[What you should do]
Your reply should hold only the lines from the records below where "ApiloomError" occurs.
(Beginning of Working data)
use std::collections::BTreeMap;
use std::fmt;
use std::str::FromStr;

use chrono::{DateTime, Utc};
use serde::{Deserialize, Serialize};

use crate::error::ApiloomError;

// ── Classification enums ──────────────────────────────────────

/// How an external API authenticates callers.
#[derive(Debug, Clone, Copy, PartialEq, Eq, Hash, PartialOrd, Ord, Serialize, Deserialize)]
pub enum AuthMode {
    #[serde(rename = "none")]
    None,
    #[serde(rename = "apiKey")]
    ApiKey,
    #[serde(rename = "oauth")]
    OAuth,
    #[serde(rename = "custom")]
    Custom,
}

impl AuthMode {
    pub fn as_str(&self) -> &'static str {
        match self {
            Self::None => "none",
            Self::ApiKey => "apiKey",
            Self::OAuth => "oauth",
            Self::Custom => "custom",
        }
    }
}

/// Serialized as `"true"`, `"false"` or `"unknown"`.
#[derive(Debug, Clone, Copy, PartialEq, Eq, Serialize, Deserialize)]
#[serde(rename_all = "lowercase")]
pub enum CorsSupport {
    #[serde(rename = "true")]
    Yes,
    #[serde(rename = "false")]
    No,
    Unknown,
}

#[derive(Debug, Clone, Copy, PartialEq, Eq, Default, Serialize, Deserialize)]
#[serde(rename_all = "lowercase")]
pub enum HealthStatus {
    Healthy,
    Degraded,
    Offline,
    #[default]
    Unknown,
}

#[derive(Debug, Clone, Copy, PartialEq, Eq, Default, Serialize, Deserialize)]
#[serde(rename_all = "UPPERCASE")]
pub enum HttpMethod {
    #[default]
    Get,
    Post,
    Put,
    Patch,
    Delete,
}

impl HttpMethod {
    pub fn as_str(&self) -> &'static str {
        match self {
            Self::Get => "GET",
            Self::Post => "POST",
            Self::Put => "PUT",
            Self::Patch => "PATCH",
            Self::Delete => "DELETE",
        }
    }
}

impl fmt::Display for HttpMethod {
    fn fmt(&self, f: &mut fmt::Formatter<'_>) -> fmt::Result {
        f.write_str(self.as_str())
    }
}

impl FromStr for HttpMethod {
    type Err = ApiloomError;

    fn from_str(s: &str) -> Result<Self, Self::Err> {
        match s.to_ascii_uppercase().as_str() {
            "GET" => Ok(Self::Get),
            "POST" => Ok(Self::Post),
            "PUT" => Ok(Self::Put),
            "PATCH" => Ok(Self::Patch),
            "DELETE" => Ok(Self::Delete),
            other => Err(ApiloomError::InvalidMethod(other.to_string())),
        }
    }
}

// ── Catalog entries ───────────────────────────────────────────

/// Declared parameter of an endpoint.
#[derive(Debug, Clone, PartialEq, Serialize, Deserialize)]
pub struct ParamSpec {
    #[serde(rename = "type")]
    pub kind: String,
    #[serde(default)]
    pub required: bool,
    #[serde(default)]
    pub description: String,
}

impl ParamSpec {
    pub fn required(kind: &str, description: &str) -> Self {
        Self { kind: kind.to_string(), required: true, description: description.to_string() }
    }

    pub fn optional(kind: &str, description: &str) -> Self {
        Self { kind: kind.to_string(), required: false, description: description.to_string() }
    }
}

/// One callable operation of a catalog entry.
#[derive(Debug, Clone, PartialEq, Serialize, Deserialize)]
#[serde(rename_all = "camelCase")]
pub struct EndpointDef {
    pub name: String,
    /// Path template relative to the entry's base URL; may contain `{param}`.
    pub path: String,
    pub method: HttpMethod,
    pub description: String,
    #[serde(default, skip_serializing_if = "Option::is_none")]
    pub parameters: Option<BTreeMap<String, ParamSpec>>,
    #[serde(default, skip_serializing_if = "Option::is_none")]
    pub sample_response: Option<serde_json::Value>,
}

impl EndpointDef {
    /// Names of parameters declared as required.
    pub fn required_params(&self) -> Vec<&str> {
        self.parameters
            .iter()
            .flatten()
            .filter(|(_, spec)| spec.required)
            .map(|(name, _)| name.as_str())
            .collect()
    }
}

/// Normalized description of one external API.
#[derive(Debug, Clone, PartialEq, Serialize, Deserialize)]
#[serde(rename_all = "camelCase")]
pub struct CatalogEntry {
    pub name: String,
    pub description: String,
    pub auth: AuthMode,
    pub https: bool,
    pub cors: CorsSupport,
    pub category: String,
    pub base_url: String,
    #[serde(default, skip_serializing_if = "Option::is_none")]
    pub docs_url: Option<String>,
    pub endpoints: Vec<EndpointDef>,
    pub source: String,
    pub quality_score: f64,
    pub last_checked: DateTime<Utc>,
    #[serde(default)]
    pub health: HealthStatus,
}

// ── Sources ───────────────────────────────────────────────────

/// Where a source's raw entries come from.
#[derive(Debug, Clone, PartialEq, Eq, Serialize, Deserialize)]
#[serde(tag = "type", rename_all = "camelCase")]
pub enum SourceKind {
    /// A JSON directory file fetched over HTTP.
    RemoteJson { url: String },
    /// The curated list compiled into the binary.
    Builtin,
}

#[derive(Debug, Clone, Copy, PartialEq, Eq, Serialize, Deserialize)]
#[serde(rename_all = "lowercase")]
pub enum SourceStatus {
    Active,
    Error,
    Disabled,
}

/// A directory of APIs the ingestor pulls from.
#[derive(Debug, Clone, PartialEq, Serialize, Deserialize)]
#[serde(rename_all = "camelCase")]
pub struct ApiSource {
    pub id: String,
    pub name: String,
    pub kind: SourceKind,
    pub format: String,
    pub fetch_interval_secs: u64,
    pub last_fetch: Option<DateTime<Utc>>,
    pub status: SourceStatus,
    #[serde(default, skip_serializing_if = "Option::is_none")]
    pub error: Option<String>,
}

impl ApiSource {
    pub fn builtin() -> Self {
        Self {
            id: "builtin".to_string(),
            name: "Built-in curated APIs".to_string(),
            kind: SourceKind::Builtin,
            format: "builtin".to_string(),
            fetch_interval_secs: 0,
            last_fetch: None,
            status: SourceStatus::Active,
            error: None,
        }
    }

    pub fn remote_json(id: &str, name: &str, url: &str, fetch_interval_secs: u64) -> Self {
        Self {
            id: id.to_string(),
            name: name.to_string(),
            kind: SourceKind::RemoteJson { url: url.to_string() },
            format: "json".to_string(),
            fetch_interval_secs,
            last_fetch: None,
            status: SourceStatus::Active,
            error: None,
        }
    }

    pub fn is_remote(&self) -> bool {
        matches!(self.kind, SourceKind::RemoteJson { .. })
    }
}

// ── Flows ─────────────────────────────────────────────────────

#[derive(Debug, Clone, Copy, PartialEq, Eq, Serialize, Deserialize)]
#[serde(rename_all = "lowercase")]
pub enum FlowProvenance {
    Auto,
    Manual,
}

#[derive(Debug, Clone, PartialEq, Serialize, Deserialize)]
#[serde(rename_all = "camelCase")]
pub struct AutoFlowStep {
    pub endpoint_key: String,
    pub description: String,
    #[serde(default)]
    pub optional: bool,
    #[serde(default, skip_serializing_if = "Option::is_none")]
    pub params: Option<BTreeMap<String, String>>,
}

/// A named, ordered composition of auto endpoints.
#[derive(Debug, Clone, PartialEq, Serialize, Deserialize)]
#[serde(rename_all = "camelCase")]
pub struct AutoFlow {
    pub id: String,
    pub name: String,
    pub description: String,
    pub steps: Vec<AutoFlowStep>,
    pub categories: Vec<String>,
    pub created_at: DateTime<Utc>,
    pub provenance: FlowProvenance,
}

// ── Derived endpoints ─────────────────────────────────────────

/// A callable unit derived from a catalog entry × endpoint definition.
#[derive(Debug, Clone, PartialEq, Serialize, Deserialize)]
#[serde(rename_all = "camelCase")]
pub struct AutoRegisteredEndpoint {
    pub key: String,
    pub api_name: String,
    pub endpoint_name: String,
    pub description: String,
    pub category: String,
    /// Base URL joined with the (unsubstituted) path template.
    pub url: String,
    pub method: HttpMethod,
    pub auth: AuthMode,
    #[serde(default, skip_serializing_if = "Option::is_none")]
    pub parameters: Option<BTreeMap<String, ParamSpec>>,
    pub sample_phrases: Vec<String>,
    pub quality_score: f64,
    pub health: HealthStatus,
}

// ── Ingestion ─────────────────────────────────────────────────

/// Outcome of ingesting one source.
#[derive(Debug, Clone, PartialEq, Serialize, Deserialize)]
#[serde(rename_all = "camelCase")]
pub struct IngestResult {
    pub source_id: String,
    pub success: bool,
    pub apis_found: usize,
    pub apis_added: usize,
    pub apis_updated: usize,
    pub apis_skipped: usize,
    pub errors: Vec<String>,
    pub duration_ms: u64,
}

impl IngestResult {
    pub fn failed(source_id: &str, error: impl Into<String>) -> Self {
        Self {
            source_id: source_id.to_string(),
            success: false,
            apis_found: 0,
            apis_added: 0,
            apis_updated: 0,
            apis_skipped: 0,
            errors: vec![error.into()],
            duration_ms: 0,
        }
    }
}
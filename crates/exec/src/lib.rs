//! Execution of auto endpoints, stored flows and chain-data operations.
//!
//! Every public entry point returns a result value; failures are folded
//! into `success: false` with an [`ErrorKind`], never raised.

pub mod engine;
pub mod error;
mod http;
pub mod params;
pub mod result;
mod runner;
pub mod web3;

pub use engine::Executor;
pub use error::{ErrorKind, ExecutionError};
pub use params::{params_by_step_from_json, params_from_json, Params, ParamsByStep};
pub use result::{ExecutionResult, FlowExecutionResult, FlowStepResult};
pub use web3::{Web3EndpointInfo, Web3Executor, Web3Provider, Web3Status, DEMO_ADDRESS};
(End of Working data)
[Finished exercise]
use crate::error::ApiloomError;
    type Err = ApiloomError;
            other => Err(ApiloomError::InvalidMethod(other.to_string())),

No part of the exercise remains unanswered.